### Task data
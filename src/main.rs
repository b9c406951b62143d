//! Loopgate CLI entry point.

use clap::Parser;
use tracing_subscriber::{layer::SubscriberExt, util::SubscriberInitExt, EnvFilter};

use loopgate::cli::{commands, Cli, Commands};

#[tokio::main]
async fn main() {
    tracing_subscriber::registry()
        .with(EnvFilter::try_from_default_env().unwrap_or_else(|_| EnvFilter::new("info")))
        .with(tracing_subscriber::fmt::layer().with_writer(std::io::stderr))
        .init();

    let cli = Cli::parse();

    let result = match cli.command {
        Commands::Serve(args) => commands::serve::execute(args, cli.config).await,
        Commands::Trust(args) => commands::trust::execute(args, cli.config, cli.json).await,
        Commands::Escalations(args) => commands::escalations::execute(args, cli.config, cli.json).await,
        Commands::Thresholds(args) => commands::thresholds::execute(args, cli.config, cli.json).await,
        Commands::Override(args) => commands::override_freeze::execute(args, cli.config, cli.json).await,
    };

    if let Err(err) = result {
        loopgate::cli::handle_error(err, cli.json);
    }
}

### Work to be completed
An exact reproduction of the material above is required.

### Exercise answer
filename src/main.rs
repository b9c406951b62143d
//! Loopgate CLI entry point.

use clap::Parser;
use tracing_subscriber::{layer::SubscriberExt, util::SubscriberInitExt, EnvFilter};

use loopgate::cli::{commands, Cli, Commands};

#[tokio::main]
async fn main() {
    tracing_subscriber::registry()
        .with(EnvFilter::try_from_default_env().unwrap_or_else(|_| EnvFilter::new("info")))
        .with(tracing_subscriber::fmt::layer().with_writer(std::io::stderr))
        .init();

    let cli = Cli::parse();

    let result = match cli.command {
        Commands::Serve(args) => commands::serve::execute(args, cli.config).await,
        Commands::Trust(args) => commands::trust::execute(args, cli.config, cli.json).await,
        Commands::Escalations(args) => commands::escalations::execute(args, cli.config, cli.json).await,
        Commands::Thresholds(args) => commands::thresholds::execute(args, cli.config, cli.json).await,
        Commands::Override(args) => commands::override_freeze::execute(args, cli.config, cli.json).await,
    };

    if let Err(err) = result {
        loopgate::cli::handle_error(err, cli.json);
    }
}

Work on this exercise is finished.